(eTN) – Saudi Prince Alwaleed bin Talal, who rose to some notoriety in Uganda over his failed investment for a 5-star hotel ahead of the CHOGM Summit in 2007 – in spite of having been given a prime chunk of city land for free – has apparently set his eyes on the region once again, after visiting Burundi’s capital, Bujumbura, earlier on.
The Burundian government has made it known for some time that they would like to see international investments in the tourism and hospitality sector come to the country from which branded hotels, with the exception of Novotel, continue to be absent and which lags behind in tourism arrivals and successes compared to the four other EAC member states. Although Burundi’s stand at the globally leading ITB Tourism Fair received first prize last year as best African exhibitor and came in at runner up this year, this has not translated into greater visibility as yet, in spite of improved air connectivity since Kenya Airways’ upped their flights out of Nairobi, Air Uganda starting to fly three times a week from Entebbe, multiple daily flights by RwandAir from Kigali, and international services by Brussels Airlines. The latest addition was South African Airways, which combines Bujumbura with their 3 times a week flights between Johannesburg and Kigali.

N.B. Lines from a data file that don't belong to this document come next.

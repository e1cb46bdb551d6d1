//! Build, traversal and tiling configuration.

use std::fmt;
use std::str::FromStr;

use crate::BvhError;

/// Strategy used to partition a node's faces into two children.
#[derive(Debug, Clone, Copy, PartialEq, Eq, Hash, Default)]
pub enum SplitMethod {
    /// Split at the spatial midpoint of the longest axis.
    #[default]
    Middle,
    /// Split so both halves hold the same number of faces.
    EqualCounts,
    /// Bucketed surface area heuristic.
    ///
    /// Experimental: produces valid trees, but its split quality has not been
    /// tuned or validated against the other methods.
    Sah,
}

impl SplitMethod {
    pub const ALL: [SplitMethod; 3] = [
        SplitMethod::Middle,
        SplitMethod::EqualCounts,
        SplitMethod::Sah,
    ];

    pub fn name(self) -> &'static str {
        match self {
            SplitMethod::Middle => "middle",
            SplitMethod::EqualCounts => "equal-counts",
            SplitMethod::Sah => "sah",
        }
    }

    /// Returns `true` for methods that are not a correctness target.
    pub fn is_experimental(self) -> bool {
        matches!(self, SplitMethod::Sah)
    }
}

impl fmt::Display for SplitMethod {
    fn fmt(&self, f: &mut fmt::Formatter<'_>) -> fmt::Result {
        f.write_str(self.name())
    }
}

impl FromStr for SplitMethod {
    type Err = BvhError;

    fn from_str(s: &str) -> Result<Self, Self::Err> {
        match s.trim().to_ascii_lowercase().as_str() {
            "middle" => Ok(SplitMethod::Middle),
            "equal-counts" | "equal_counts" | "equalcounts" => Ok(SplitMethod::EqualCounts),
            "sah" => Ok(SplitMethod::Sah),
            _ => Err(BvhError::UnknownSplitMethod(s.to_string())),
        }
    }
}

/// What traversal does with the children of a rejected interior node.
#[derive(Debug, Clone, Copy, PartialEq, Eq, Hash, Default)]
pub enum TraversalMode {
    /// Skip the subtree.
    #[default]
    Prune,
    /// Visit every node regardless of the visitor's answer.
    Exhaustive,
}

/// Parameters of [`RasterBvh::build`](crate::RasterBvh::build).
#[derive(Debug, Clone, Copy, PartialEq)]
pub struct BvhConfig {
    /// Amount a degenerate leaf bound is grown by in every direction.
    pub voxel_length: f32,
    /// A bound whose extents are all below this becomes an inflated leaf.
    pub min_bound_length: f32,
    pub split_method: SplitMethod,
    /// Upper bound on the node arena block size, in megabytes.
    pub arena_megabytes: usize,
    pub traversal: TraversalMode,
}

impl Default for BvhConfig {
    fn default() -> Self {
        Self {
            voxel_length: 0.01,
            min_bound_length: 0.02,
            split_method: SplitMethod::Middle,
            arena_megabytes: 128,
            traversal: TraversalMode::Prune,
        }
    }
}

impl BvhConfig {
    pub fn new() -> Self {
        Self::default()
    }

    pub fn with_split_method(mut self, method: SplitMethod) -> Self {
        self.split_method = method;
        self
    }

    /// Sets the degenerate-leaf inflation and the threshold that triggers it.
    pub fn with_degenerate_bounds(mut self, voxel_length: f32, min_bound_length: f32) -> Self {
        self.voxel_length = voxel_length;
        self.min_bound_length = min_bound_length;
        self
    }

    pub fn with_arena_megabytes(mut self, megabytes: usize) -> Self {
        self.arena_megabytes = megabytes;
        self
    }

    pub fn with_traversal(mut self, traversal: TraversalMode) -> Self {
        self.traversal = traversal;
        self
    }

    pub fn arena_bytes(&self) -> usize {
        self.arena_megabytes.saturating_mul(1024 * 1024)
    }

    pub fn validate(&self) -> Result<(), BvhError> {
        if !self.voxel_length.is_finite() || self.voxel_length < 0.0 {
            return Err(BvhError::InvalidConfig(
                "voxel length must be finite and non-negative",
            ));
        }
        if !self.min_bound_length.is_finite() || self.min_bound_length < 0.0 {
            return Err(BvhError::InvalidConfig(
                "minimum bound length must be finite and non-negative",
            ));
        }
        if self.arena_megabytes == 0 {
            return Err(BvhError::InvalidConfig("arena budget must be at least 1 MB"));
        }
        Ok(())
    }
}

/// Parameters of a [`TileCuller`](crate::TileCuller).
#[derive(Debug, Clone, Copy, PartialEq, Eq)]
pub struct TileConfig {
    pub tile_width: u32,
    pub tile_height: u32,
    /// Ignore pixels still at +inf (background) when computing a tile's
    /// maximum depth. Off by default: a tile then only starts culling once
    /// every one of its pixels is covered. Turning it on culls more but can
    /// reject geometry that would land on uncovered pixels.
    pub skip_unresolved: bool,
}

impl Default for TileConfig {
    fn default() -> Self {
        Self {
            tile_width: 32,
            tile_height: 32,
            skip_unresolved: false,
        }
    }
}

impl TileConfig {
    pub fn with_tile_size(mut self, width: u32, height: u32) -> Self {
        self.tile_width = width;
        self.tile_height = height;
        self
    }

    pub fn with_skip_unresolved(mut self, skip: bool) -> Self {
        self.skip_unresolved = skip;
        self
    }

    pub fn validate(&self) -> Result<(), BvhError> {
        if self.tile_width == 0 || self.tile_height == 0 {
            return Err(BvhError::InvalidConfig("tile dimensions must be non-zero"));
        }
        Ok(())
    }
}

The slow pace of introducing English as a main commercial language continues to be hampering Burundi’s efforts to take deeper roots in the East African Community, more so since the powers that be have ruled out making French another EAC official language besides Kiswahili and English. While trade has been growing modestly with the other EAC member states, the language barrier is thought to remain a key obstacle for fast-tracked alignments as for instance seen in neighboring Rwanda, which made English their main commercial and educational language and has since then even joined the Commonwealth of Nations in line with Kenya, Tanzania, and Uganda.
Wrote a source from Bujumbura overnight, in French no less, which required some Google translation and polishing up: “Burundi, just like Rwanda, has forests and lakes and opportunities for tourism. We are still settling down after our civil war, but we are willing to learn and participate. We have interest to partner with Rwanda to create a transboundary park, which includes their Nyungwe park and our adjoining Kibira park. We have several other parks of our own, and we have Lake Tanganyika and other lakes. What we need is to find investors to put us on the map. If the Saudi Prince can invest in a big hotel or resort and safari lodges, it will be good for everyone. He has business in Kenya, he was in Rwanda, and now he came here. Burundi is a beautiful country but few know us until now. We need to change this, and investments help.”
Prince Alwaleed reportedly met with Burundian president Nkurunziza during his visit to discuss the opportunities for investments in tourism, hospitality, and other sectors of the economy, but only time will tell what results this exploratory trip will yield for Burundi.